[Stored items]
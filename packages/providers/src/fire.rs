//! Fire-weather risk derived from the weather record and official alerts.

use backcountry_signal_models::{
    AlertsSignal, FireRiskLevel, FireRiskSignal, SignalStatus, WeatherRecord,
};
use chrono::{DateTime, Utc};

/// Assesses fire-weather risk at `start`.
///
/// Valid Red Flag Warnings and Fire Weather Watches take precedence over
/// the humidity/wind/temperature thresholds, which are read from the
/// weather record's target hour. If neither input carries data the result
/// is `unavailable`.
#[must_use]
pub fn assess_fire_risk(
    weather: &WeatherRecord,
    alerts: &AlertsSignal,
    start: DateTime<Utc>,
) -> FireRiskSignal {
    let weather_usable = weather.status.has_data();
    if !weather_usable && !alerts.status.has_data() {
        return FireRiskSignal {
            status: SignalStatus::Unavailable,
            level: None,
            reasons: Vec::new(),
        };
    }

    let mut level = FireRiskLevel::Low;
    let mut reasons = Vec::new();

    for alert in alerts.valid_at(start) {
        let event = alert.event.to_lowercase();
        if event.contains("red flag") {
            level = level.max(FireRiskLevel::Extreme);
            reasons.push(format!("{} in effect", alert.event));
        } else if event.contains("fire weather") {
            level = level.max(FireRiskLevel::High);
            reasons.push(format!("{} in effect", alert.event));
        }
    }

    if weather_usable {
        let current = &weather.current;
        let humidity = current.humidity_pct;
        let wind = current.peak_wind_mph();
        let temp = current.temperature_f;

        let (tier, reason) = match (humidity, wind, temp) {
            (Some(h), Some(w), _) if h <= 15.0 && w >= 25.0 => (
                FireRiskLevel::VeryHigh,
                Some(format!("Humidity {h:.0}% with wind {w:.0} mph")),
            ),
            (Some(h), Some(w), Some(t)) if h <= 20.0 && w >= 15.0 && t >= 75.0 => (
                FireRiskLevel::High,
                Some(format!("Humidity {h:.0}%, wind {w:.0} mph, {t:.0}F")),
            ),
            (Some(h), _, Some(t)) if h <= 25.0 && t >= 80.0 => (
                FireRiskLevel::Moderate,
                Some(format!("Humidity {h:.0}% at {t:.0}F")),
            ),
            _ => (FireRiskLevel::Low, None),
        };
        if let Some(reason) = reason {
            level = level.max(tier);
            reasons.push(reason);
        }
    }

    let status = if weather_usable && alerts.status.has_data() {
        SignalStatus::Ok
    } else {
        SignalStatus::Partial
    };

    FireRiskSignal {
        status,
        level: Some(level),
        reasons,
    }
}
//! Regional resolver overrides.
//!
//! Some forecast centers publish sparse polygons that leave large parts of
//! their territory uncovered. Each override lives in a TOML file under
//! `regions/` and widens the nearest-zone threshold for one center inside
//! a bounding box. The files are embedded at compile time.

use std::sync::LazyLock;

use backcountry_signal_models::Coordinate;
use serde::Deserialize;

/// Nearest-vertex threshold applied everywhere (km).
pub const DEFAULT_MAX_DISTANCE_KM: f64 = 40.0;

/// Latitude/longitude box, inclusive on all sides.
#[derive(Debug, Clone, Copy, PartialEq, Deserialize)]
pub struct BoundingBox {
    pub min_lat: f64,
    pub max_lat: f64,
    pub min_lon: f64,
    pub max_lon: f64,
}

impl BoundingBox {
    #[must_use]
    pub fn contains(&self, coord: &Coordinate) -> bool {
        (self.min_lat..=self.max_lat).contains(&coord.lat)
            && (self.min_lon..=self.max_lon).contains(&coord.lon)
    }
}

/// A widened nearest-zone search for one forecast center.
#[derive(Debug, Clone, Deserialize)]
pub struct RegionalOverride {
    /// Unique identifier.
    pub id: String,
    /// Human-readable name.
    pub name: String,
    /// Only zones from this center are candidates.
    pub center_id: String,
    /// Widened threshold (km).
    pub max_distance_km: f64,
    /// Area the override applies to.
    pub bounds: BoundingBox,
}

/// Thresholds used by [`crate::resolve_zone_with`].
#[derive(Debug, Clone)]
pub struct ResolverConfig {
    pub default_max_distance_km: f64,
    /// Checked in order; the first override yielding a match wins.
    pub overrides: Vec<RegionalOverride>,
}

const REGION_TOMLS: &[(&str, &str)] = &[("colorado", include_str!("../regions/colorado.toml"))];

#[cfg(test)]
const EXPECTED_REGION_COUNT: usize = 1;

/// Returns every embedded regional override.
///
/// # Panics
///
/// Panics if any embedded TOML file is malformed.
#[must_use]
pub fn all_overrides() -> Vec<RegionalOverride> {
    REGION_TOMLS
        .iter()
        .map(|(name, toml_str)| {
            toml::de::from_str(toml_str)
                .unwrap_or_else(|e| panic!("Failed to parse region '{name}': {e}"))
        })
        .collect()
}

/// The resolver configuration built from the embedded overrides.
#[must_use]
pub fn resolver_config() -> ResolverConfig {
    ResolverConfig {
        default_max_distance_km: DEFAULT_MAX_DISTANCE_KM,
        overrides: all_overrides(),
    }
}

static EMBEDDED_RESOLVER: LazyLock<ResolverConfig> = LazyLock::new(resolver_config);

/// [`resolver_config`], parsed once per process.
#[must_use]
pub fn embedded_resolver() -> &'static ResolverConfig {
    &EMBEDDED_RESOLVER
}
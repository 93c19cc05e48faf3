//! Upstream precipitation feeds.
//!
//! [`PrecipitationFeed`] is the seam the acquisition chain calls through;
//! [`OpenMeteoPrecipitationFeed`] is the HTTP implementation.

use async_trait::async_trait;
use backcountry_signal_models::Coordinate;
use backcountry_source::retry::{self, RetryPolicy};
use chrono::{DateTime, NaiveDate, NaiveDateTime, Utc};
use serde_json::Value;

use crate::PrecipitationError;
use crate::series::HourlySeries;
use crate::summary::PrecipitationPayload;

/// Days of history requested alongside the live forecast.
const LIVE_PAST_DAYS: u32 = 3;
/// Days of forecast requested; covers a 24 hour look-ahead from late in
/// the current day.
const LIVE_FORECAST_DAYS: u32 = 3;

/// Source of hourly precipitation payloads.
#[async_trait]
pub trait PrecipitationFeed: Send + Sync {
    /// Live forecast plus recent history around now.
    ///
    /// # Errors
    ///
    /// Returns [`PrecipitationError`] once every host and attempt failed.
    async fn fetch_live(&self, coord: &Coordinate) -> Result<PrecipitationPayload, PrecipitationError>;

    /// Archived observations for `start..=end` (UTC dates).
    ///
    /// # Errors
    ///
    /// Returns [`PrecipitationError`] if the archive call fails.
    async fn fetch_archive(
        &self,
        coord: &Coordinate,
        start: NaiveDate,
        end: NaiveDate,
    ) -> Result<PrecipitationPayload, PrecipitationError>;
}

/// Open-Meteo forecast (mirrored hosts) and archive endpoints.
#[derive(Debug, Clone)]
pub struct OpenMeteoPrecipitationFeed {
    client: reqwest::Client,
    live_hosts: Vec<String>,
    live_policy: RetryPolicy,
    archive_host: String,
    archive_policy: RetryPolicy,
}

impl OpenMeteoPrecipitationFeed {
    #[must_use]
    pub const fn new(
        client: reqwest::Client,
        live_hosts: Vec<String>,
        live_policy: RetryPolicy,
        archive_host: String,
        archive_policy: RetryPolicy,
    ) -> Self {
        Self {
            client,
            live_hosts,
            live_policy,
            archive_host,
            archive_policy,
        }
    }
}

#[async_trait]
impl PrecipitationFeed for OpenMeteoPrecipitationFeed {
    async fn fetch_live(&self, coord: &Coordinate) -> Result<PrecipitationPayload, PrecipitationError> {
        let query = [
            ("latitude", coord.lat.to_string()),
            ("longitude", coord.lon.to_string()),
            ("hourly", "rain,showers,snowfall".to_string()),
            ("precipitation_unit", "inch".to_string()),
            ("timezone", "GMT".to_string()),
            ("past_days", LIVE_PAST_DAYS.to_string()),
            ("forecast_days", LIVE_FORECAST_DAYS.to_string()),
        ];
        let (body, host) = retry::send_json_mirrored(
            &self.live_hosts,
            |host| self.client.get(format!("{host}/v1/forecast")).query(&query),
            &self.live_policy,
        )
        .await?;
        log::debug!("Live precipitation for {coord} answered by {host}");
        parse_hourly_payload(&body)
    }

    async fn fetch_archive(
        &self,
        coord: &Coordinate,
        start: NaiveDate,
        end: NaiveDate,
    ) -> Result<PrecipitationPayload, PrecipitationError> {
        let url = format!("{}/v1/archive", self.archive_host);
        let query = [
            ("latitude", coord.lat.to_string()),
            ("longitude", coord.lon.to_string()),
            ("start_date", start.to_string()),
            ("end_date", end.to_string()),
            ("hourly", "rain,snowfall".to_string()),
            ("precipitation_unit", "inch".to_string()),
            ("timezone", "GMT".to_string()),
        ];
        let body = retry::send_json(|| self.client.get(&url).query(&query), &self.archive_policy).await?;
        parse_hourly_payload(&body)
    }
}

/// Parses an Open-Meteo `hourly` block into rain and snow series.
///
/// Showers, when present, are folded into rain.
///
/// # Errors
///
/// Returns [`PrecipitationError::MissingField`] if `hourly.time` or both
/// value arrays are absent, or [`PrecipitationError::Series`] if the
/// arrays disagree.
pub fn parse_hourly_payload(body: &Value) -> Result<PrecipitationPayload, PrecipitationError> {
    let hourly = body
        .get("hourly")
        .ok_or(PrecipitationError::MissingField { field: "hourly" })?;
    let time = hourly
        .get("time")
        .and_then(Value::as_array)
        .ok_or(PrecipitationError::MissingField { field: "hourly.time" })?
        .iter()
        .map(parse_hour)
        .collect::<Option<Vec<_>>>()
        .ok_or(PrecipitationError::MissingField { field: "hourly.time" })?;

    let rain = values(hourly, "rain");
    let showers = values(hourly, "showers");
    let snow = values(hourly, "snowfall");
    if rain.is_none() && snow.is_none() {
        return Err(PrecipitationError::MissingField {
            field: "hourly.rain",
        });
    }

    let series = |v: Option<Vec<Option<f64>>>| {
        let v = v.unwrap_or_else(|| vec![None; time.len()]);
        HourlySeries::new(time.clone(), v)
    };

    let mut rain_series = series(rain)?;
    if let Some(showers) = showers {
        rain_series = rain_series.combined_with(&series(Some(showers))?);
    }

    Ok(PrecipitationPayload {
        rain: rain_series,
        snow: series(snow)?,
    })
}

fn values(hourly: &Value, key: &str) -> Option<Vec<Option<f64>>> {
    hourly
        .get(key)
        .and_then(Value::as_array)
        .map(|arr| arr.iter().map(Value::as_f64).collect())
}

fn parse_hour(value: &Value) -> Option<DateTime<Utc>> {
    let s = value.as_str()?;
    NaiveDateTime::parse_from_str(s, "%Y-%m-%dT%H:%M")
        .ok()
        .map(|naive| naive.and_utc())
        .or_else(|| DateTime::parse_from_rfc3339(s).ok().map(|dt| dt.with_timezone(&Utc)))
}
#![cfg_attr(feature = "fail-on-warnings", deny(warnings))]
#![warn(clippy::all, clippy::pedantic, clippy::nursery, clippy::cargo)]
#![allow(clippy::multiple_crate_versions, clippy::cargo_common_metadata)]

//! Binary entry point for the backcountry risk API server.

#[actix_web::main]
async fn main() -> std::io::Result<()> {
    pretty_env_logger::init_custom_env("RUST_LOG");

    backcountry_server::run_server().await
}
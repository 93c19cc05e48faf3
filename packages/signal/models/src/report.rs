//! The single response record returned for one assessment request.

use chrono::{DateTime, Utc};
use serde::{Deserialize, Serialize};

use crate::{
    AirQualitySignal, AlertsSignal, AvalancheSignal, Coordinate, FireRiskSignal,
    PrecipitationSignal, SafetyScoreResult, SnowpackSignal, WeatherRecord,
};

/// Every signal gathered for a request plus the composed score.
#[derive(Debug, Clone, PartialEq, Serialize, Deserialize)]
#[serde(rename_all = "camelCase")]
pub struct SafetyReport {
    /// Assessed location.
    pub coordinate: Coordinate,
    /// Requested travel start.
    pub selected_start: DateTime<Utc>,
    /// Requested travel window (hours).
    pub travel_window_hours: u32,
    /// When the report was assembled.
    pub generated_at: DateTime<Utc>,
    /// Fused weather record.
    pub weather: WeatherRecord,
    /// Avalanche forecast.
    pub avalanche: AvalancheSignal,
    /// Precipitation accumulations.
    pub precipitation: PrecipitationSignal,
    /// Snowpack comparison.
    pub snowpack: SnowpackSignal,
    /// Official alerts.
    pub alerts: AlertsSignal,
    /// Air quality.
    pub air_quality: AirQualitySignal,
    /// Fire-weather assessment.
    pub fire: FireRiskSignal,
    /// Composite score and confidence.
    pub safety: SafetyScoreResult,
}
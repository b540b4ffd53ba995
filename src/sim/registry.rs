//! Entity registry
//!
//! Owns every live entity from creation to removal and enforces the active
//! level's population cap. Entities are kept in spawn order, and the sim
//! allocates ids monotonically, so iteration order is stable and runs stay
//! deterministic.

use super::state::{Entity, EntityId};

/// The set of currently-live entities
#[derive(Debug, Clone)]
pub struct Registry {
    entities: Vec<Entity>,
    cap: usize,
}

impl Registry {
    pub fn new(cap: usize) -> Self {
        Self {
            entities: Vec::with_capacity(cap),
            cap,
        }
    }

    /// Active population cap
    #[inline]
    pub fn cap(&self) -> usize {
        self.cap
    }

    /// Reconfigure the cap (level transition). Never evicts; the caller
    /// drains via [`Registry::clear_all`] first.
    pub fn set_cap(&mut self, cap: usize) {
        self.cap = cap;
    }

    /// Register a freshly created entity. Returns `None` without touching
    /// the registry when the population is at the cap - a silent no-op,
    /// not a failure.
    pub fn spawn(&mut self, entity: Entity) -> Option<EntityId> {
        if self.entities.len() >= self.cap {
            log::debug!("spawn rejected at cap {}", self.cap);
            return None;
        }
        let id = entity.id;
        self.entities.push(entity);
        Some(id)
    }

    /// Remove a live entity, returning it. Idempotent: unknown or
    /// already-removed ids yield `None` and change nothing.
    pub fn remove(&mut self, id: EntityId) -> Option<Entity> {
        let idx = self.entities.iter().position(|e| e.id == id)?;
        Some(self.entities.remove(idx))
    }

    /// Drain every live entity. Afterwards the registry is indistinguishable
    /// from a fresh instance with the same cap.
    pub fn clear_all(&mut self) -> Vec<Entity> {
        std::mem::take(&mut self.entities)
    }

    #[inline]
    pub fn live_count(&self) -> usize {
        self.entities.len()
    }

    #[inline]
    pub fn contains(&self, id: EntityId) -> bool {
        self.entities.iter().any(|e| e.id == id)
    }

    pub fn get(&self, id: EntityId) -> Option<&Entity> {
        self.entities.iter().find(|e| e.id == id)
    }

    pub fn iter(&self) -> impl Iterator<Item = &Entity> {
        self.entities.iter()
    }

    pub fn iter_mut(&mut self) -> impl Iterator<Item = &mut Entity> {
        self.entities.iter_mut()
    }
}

**WHAT YOU WILL DO**. Read the entries and select each line where the word "take" is found.

**SOLUTION TO THIS EXERCISE**.
/// Valid Red Flag Warnings and Fire Weather Watches take precedence over
        std::mem::take(&mut self.entities)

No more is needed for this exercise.